Exercise directions: Filter the records down to the lines that hold the word "ColumnKey", and copy each of those lines.

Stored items
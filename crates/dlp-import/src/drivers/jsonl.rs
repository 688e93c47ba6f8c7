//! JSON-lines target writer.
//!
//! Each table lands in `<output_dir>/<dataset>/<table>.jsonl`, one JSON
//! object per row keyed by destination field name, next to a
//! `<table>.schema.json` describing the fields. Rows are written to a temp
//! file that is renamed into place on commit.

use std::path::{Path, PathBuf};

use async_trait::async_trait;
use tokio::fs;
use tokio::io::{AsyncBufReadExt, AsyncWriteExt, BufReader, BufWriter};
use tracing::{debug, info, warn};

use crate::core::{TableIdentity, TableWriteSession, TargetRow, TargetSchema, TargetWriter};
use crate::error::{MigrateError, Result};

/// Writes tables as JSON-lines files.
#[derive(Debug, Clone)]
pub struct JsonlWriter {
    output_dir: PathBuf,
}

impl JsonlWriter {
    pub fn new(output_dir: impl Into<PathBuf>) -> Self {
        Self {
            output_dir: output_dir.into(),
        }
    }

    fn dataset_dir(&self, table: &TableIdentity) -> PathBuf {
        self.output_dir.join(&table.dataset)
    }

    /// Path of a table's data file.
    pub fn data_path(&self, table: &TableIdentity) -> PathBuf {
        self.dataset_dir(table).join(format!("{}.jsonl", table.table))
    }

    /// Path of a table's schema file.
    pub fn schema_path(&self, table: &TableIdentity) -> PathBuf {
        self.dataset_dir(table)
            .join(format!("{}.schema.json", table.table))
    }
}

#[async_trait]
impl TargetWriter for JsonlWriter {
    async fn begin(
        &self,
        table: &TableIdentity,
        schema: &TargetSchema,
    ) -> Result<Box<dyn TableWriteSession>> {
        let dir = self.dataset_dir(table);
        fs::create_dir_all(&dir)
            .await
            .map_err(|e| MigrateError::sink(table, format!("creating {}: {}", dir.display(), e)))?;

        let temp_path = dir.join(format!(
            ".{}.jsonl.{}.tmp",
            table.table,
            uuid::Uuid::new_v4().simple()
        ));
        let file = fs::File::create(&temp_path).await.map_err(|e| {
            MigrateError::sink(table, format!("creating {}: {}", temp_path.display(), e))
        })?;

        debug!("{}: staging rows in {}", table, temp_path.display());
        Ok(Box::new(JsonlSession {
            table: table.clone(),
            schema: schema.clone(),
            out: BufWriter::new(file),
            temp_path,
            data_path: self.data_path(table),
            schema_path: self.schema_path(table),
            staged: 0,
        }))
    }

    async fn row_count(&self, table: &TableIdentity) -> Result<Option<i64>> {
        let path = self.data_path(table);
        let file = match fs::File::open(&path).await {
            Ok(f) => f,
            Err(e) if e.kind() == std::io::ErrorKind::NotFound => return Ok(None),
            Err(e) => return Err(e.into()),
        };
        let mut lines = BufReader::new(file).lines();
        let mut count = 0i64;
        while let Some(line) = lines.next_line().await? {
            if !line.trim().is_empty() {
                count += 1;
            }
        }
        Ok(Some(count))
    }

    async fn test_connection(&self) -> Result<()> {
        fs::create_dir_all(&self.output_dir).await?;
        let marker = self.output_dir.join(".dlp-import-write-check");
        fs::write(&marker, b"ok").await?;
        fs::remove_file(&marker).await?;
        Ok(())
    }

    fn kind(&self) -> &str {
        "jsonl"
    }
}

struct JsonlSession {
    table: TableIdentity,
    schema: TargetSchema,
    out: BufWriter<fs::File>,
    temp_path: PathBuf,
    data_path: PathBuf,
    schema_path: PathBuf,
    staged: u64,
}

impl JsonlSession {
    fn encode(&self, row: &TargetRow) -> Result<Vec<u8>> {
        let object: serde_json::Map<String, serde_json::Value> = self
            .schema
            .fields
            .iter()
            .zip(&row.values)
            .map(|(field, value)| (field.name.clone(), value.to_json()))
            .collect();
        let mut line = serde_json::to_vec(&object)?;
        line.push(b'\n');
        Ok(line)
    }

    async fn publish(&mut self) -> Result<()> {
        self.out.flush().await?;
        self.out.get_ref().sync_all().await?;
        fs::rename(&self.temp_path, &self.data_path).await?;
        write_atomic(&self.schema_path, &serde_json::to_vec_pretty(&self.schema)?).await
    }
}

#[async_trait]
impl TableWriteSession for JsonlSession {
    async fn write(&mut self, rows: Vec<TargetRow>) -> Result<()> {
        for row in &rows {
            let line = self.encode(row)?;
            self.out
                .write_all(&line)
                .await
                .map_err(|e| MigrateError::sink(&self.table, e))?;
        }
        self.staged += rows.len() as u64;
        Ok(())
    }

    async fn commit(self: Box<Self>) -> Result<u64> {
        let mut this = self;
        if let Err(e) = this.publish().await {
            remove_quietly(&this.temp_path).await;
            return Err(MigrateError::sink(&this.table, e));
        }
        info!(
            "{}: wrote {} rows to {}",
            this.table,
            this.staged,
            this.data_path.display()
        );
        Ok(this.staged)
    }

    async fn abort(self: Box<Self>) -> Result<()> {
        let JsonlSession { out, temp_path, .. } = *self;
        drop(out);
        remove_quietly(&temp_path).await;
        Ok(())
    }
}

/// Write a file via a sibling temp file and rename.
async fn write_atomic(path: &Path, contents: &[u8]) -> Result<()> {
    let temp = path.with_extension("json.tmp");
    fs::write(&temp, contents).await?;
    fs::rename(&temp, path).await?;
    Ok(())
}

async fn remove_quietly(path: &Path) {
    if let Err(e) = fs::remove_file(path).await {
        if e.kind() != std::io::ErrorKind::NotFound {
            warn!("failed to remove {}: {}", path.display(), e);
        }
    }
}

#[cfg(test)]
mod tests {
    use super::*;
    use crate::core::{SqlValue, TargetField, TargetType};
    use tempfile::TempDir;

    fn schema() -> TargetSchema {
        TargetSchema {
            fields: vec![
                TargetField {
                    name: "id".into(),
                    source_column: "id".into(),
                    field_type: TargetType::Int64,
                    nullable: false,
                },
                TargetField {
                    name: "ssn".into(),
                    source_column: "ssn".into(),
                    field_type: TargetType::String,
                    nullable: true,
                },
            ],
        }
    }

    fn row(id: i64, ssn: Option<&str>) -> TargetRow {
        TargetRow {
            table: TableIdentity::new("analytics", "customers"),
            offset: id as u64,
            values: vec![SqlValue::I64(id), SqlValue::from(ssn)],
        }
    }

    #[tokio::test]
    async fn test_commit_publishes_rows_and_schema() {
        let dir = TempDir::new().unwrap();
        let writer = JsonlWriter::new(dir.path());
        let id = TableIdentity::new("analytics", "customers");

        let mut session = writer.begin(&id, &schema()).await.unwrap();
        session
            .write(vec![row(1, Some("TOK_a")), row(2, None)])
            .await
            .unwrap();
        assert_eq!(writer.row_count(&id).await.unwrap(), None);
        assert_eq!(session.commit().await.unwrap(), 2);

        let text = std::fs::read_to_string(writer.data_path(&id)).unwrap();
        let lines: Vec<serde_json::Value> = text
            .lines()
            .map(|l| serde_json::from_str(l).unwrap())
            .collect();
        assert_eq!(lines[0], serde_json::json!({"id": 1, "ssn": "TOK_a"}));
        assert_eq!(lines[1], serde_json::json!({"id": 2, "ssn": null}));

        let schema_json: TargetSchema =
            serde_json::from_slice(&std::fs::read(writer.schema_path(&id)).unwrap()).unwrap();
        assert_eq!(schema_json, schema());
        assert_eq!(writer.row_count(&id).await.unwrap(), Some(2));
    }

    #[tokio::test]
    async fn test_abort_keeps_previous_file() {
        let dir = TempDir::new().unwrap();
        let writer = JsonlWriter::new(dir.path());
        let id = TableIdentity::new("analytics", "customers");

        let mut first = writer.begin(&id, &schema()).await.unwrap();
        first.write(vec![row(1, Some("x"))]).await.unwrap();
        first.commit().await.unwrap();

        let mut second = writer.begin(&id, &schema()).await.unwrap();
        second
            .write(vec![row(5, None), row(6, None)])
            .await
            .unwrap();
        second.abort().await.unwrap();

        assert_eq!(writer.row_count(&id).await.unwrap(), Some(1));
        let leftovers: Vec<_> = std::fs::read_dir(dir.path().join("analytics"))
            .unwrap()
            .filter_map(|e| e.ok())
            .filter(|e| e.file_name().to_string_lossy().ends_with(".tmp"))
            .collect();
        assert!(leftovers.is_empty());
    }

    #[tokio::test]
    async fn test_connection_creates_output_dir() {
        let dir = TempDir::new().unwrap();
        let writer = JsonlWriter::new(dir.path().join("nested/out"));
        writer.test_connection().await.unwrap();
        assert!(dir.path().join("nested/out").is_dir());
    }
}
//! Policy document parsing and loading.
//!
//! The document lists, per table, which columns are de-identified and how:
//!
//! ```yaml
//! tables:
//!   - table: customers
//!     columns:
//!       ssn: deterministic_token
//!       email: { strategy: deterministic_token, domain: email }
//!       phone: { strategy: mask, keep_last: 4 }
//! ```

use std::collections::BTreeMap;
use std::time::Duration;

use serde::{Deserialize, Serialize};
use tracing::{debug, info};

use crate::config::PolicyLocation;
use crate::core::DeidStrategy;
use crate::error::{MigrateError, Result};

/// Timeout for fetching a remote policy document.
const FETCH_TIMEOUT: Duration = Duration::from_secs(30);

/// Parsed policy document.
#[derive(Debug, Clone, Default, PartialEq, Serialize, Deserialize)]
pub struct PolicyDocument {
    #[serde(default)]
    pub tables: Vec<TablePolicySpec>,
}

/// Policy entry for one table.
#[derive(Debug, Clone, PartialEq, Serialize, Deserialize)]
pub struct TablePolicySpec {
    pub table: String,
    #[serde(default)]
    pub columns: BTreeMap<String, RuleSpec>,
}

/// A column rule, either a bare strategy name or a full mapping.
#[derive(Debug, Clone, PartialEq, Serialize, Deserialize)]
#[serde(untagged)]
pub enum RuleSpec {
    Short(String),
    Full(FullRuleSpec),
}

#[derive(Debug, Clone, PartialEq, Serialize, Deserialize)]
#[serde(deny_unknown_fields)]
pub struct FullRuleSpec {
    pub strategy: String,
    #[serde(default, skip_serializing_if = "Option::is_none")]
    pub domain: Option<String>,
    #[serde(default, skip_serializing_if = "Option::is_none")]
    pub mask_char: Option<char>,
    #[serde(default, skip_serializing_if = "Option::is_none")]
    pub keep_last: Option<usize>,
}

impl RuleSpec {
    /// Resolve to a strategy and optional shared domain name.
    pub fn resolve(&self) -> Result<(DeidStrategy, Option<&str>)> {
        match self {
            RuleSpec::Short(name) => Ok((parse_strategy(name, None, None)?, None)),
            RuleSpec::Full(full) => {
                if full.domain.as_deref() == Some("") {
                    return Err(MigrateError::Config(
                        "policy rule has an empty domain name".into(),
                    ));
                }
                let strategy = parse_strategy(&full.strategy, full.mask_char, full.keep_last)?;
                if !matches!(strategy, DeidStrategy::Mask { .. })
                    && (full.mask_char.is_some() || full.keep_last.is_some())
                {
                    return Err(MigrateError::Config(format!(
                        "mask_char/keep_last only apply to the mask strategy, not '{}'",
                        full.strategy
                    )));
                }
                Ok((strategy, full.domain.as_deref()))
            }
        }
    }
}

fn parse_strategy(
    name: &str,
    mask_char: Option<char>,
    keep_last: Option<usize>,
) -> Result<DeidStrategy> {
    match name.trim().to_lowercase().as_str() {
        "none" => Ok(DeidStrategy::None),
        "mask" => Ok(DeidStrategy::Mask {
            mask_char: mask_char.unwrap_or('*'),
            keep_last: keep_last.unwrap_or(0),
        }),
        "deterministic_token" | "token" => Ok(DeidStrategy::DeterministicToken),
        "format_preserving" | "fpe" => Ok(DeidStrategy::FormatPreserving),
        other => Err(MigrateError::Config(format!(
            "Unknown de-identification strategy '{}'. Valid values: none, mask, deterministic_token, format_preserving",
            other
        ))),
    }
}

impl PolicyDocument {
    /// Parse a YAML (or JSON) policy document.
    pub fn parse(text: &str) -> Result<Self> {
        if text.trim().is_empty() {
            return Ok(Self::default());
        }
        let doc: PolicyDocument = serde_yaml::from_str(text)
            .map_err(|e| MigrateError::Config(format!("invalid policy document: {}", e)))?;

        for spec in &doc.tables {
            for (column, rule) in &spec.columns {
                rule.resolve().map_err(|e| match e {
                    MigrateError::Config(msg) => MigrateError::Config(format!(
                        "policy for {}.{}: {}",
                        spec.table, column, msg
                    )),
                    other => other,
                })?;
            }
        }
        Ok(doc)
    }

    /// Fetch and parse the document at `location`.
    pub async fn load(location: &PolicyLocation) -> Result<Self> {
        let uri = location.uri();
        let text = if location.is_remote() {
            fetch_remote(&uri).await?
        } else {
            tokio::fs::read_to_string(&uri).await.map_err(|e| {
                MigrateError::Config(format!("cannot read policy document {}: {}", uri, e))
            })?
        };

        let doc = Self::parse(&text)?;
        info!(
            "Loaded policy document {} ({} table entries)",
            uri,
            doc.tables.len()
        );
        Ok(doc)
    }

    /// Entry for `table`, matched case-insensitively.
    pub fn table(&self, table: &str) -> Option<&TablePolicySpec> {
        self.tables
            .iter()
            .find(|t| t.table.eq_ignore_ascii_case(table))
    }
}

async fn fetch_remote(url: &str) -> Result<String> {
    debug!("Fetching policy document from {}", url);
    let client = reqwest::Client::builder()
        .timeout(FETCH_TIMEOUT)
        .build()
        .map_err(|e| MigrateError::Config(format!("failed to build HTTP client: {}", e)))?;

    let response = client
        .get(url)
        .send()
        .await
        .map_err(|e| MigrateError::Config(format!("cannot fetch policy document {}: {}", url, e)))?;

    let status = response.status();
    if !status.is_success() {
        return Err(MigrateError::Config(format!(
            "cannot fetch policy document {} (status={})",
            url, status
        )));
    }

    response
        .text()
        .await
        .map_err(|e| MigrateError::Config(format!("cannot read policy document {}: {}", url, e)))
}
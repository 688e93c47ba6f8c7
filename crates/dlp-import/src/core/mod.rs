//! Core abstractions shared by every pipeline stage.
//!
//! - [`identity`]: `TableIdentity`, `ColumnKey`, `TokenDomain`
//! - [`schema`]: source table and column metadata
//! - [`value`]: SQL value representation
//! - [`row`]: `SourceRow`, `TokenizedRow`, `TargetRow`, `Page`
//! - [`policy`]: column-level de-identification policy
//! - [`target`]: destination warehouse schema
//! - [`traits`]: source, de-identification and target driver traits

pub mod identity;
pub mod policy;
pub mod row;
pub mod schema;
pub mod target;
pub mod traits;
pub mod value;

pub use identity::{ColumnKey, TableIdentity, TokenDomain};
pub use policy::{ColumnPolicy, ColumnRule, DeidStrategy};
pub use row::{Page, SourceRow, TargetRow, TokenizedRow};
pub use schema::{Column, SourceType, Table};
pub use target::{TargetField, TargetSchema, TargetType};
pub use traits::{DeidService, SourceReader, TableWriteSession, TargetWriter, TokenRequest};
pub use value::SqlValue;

Result:
//! - [`identity`]: `TableIdentity`, `ColumnKey`, `TokenDomain`
pub use identity::{ColumnKey, TableIdentity, TokenDomain};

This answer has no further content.